Background. Illness perceptions have been shown to predict patient activities. Therefore, studies of the effectiveness of a targeted illness-perception intervention on chronic nonspecific low back pain (CLBP) are needed.
Objective. The purpose of this study was to compare the effectiveness of treatment of illness perceptions against a waiting list for patients with CLBP.
Design. This was a prospectively registered randomized controlled trial with an assessor blinded for group allocation.
Setting. The study was conducted in an outpatient rehabilitation clinic.
Participants. The participants were 156 patients (18-70 years of age) with CLBP (>3 months).
Intervention. Patients were randomly assigned to either a treatment group or to a waiting list (control) group. Trained physical therapists and occupational therapists delivered 10 to 14 one-hour treatment sessions according to the treatment protocol.
Measurements.. The primary outcome measure was change in patient-relevant physical activities (Patient-Specific Complaints questionnaire). The secondary outcome measures were changes in illness perceptions (Illness Perceptions Questionnaire) and generic physical activity level (Quebec Back Pain Disability Scale). Measurements were taken at baseline (0 weeks) and after treatment (18 weeks).
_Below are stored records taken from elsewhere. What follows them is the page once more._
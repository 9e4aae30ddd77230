//! Error types for DealBridge services
//!
//! Provides a comprehensive error handling system with:
//! - Distinct error types for different failure modes
//! - HTTP status code mapping
//! - Structured error responses
//! - Error codes for client handling
//!
//! The taxonomy separates malformed input (the caller can fix the request)
//! from business-rule violations (the caller must re-fetch state). Storage
//! failures are surfaced with a generic message; the structured code is
//! preserved for programmatic handling.

use axum::{
    http::StatusCode,
    response::{IntoResponse, Response},
    Json,
};
use serde::{Deserialize, Serialize};
use thiserror::Error;

/// Result type alias using AppError
pub type Result<T> = std::result::Result<T, AppError>;

/// Error codes for machine-readable error identification
#[derive(Debug, Clone, Copy, Serialize, Deserialize, PartialEq, Eq)]
#[serde(rename_all = "SCREAMING_SNAKE_CASE")]
pub enum ErrorCode {
    // Validation errors (1xxx)
    ValidationError,
    MissingField,
    InvalidFormat,

    // Authentication errors (2xxx)
    Unauthorized,
    ExpiredToken,

    // Authorization errors (3xxx)
    Forbidden,
    AdminRequired,
    AccountDisabled,

    // Resource errors (4xxx)
    NotFound,
    ProposalNotFound,

    // State & conflict errors (5xxx)
    InvalidStatusTransition,
    NotReadyForSubmission,
    VersionConflict,
    AlreadyArchived,
    NotEditable,

    // Database errors (7xxx)
    DatabaseError,
    ConnectionError,

    // External service errors (8xxx)
    NotificationError,

    // Internal errors (9xxx)
    InternalError,
    ConfigurationError,
    SerializationError,
}

impl ErrorCode {
    /// Get the numeric code for this error
    pub fn as_code(&self) -> u16 {
        match self {
            // Validation (1xxx)
            ErrorCode::ValidationError => 1001,
            ErrorCode::MissingField => 1002,
            ErrorCode::InvalidFormat => 1003,

            // Auth (2xxx)
            ErrorCode::Unauthorized => 2001,
            ErrorCode::ExpiredToken => 2002,

            // Authz (3xxx)
            ErrorCode::Forbidden => 3001,
            ErrorCode::AdminRequired => 3002,
            ErrorCode::AccountDisabled => 3003,

            // Resources (4xxx)
            ErrorCode::NotFound => 4001,
            ErrorCode::ProposalNotFound => 4002,

            // State & conflicts (5xxx)
            ErrorCode::InvalidStatusTransition => 5001,
            ErrorCode::NotReadyForSubmission => 5002,
            ErrorCode::VersionConflict => 5003,
            ErrorCode::AlreadyArchived => 5004,
            ErrorCode::NotEditable => 5005,

            // Database (7xxx)
            ErrorCode::DatabaseError => 7001,
            ErrorCode::ConnectionError => 7002,

            // External (8xxx)
            ErrorCode::NotificationError => 8001,

            // Internal (9xxx)
            ErrorCode::InternalError => 9001,
            ErrorCode::ConfigurationError => 9002,
            ErrorCode::SerializationError => 9003,
        }
    }
}

/// Application error types
#[derive(Error, Debug)]
pub enum AppError {
    // Validation errors
    #[error("Validation failed: {message}")]
    Validation {
        message: String,
        field: Option<String>,
    },

    #[error("Required field missing: {field}")]
    MissingField { field: String },

    #[error("Invalid format: {message}")]
    InvalidFormat { message: String },

    // Authentication errors
    #[error("Unauthorized: {message}")]
    Unauthorized { message: String },

    #[error("Token expired")]
    ExpiredToken,

    // Authorization errors
    #[error("Forbidden: {message}")]
    Forbidden { message: String },

    #[error("Admin role required")]
    AdminRequired,

    #[error("Account is disabled")]
    AccountDisabled,

    // Resource errors
    #[error("Resource not found: {resource_type} with id {id}")]
    NotFound { resource_type: String, id: String },

    #[error("Proposal not found: {id}")]
    ProposalNotFound { id: String },

    // State & conflict errors
    #[error("Invalid status transition: {from} -> {to}")]
    InvalidTransition { from: String, to: String },

    #[error("Proposal is not ready for submission; missing: {}", missing.join(", "))]
    NotReady { missing: Vec<String> },

    #[error("Version conflict on proposal {id}: expected version {expected}")]
    VersionConflict { id: String, expected: i64 },

    #[error("Proposal {id} is already archived")]
    AlreadyArchived { id: String },

    #[error("Proposal cannot be edited in status {status}")]
    NotEditable { status: String },

    // Database errors (generic message; persistence internals are not leaked)
    #[error("Storage operation failed")]
    Database(#[from] sea_orm::DbErr),

    #[error("Storage connection failed")]
    DatabaseConnection { message: String },

    // External service errors
    #[error("Notification delivery failed: {message}")]
    Notification { message: String },

    // Internal errors
    #[error("Internal server error: {message}")]
    Internal { message: String },

    #[error("Configuration error: {message}")]
    Configuration { message: String },

    #[error("Serialization error: {0}")]
    Serialization(#[from] serde_json::Error),

    // Generic
    #[error("{0}")]
    Other(#[from] anyhow::Error),
}

impl AppError {
    /// Get the error code for this error
    pub fn code(&self) -> ErrorCode {
        match self {
            AppError::Validation { .. } => ErrorCode::ValidationError,
            AppError::MissingField { .. } => ErrorCode::MissingField,
            AppError::InvalidFormat { .. } => ErrorCode::InvalidFormat,
            AppError::Unauthorized { .. } => ErrorCode::Unauthorized,
            AppError::ExpiredToken => ErrorCode::ExpiredToken,
            AppError::Forbidden { .. } => ErrorCode::Forbidden,
            AppError::AdminRequired => ErrorCode::AdminRequired,
            AppError::AccountDisabled => ErrorCode::AccountDisabled,
            AppError::NotFound { .. } => ErrorCode::NotFound,
            AppError::ProposalNotFound { .. } => ErrorCode::ProposalNotFound,
            AppError::InvalidTransition { .. } => ErrorCode::InvalidStatusTransition,
            AppError::NotReady { .. } => ErrorCode::NotReadyForSubmission,
            AppError::VersionConflict { .. } => ErrorCode::VersionConflict,
            AppError::AlreadyArchived { .. } => ErrorCode::AlreadyArchived,
            AppError::NotEditable { .. } => ErrorCode::NotEditable,
            AppError::Database(_) => ErrorCode::DatabaseError,
            AppError::DatabaseConnection { .. } => ErrorCode::ConnectionError,
            AppError::Notification { .. } => ErrorCode::NotificationError,
            AppError::Internal { .. } => ErrorCode::InternalError,
            AppError::Configuration { .. } => ErrorCode::ConfigurationError,
            AppError::Serialization(_) => ErrorCode::SerializationError,
            AppError::Other(_) => ErrorCode::InternalError,
        }
    }

    /// Get the HTTP status code for this error
    pub fn status_code(&self) -> StatusCode {
        match self {
            // 400 Bad Request
            AppError::Validation { .. }
            | AppError::MissingField { .. }
            | AppError::InvalidFormat { .. } => StatusCode::BAD_REQUEST,

            // 401 Unauthorized
            AppError::Unauthorized { .. } | AppError::ExpiredToken => StatusCode::UNAUTHORIZED,

            // 403 Forbidden
            AppError::Forbidden { .. }
            | AppError::AdminRequired
            | AppError::AccountDisabled => StatusCode::FORBIDDEN,

            // 404 Not Found
            AppError::NotFound { .. } | AppError::ProposalNotFound { .. } => {
                StatusCode::NOT_FOUND
            }

            // 409 Conflict (state machine refused the request)
            AppError::InvalidTransition { .. }
            | AppError::VersionConflict { .. }
            | AppError::AlreadyArchived { .. }
            | AppError::NotEditable { .. } => StatusCode::CONFLICT,

            // 422 Unprocessable Entity
            AppError::NotReady { .. } => StatusCode::UNPROCESSABLE_ENTITY,

            // 500 Internal Server Error
            AppError::Database(_)
            | AppError::DatabaseConnection { .. }
            | AppError::Internal { .. }
            | AppError::Configuration { .. }
            | AppError::Serialization(_)
            | AppError::Other(_) => StatusCode::INTERNAL_SERVER_ERROR,

            // 502 Bad Gateway
            AppError::Notification { .. } => StatusCode::BAD_GATEWAY,
        }
    }

    /// Check if this error should be logged at error level
    pub fn is_server_error(&self) -> bool {
        self.status_code().is_server_error()
    }

    /// Check if this error is a client error
    pub fn is_client_error(&self) -> bool {
        self.status_code().is_client_error()
    }

    /// Additional structured details for the API response, if any
    fn details(&self) -> Option<serde_json::Value> {
        match self {
            AppError::NotReady { missing } => Some(serde_json::json!({
                "missing_fields": missing,
            })),
            AppError::InvalidTransition { from, to } => Some(serde_json::json!({
                "from_status": from,
                "to_status": to,
            })),
            _ => None,
        }
    }
}

/// Structured error response for API
#[derive(Debug, Serialize, Deserialize)]
pub struct ErrorResponse {
    pub error: ErrorDetails,
}

#[derive(Debug, Serialize, Deserialize)]
pub struct ErrorDetails {
    pub code: ErrorCode,
    pub message: String,
    #[serde(skip_serializing_if = "Option::is_none")]
    pub details: Option<serde_json::Value>,
    #[serde(skip_serializing_if = "Option::is_none")]
    pub request_id: Option<String>,
}

impl IntoResponse for AppError {
    fn into_response(self) -> Response {
        let status = self.status_code();
        let code = self.code();
        let details = self.details();
        let message = self.to_string();

        // Log based on severity
        if self.is_server_error() {
            tracing::error!(
                error = %message,
                code = ?code,
                status = status.as_u16(),
                "Server error"
            );
        } else if self.is_client_error() {
            tracing::warn!(
                error = %message,
                code = ?code,
                status = status.as_u16(),
                "Client error"
            );
        }

        let body = ErrorResponse {
            error: ErrorDetails {
                code,
                message,
                details,
                request_id: None, // Filled by middleware
            },
        };

        (status, Json(body)).into_response()
    }
}

impl From<std::io::Error> for AppError {
    fn from(err: std::io::Error) -> Self {
        AppError::Internal {
            message: err.to_string(),
        }
    }
}

impl From<reqwest::Error> for AppError {
    fn from(err: reqwest::Error) -> Self {
        AppError::Notification {
            message: err.to_string(),
        }
    }
}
Results. A baseline-adjusted analysis of covariance showed that there were statistically significant differences between intervention and control groups at 18 weeks for the change in patient-relevant physical activities. This was a clinically relevant change (19.1 mm) for the intervention group. Statistically significant differences were found for the majority of illness perception scales. There were no significant differences in generic physical activity levels.
Limitations. Longer-term effectiveness was not studied.
Conclusions. This first trial evaluating cognitive treatment of illness perceptions concerning CLBP showed statistically significant and clinically relevant improvements in patient-relevant physical activities at 18 weeks.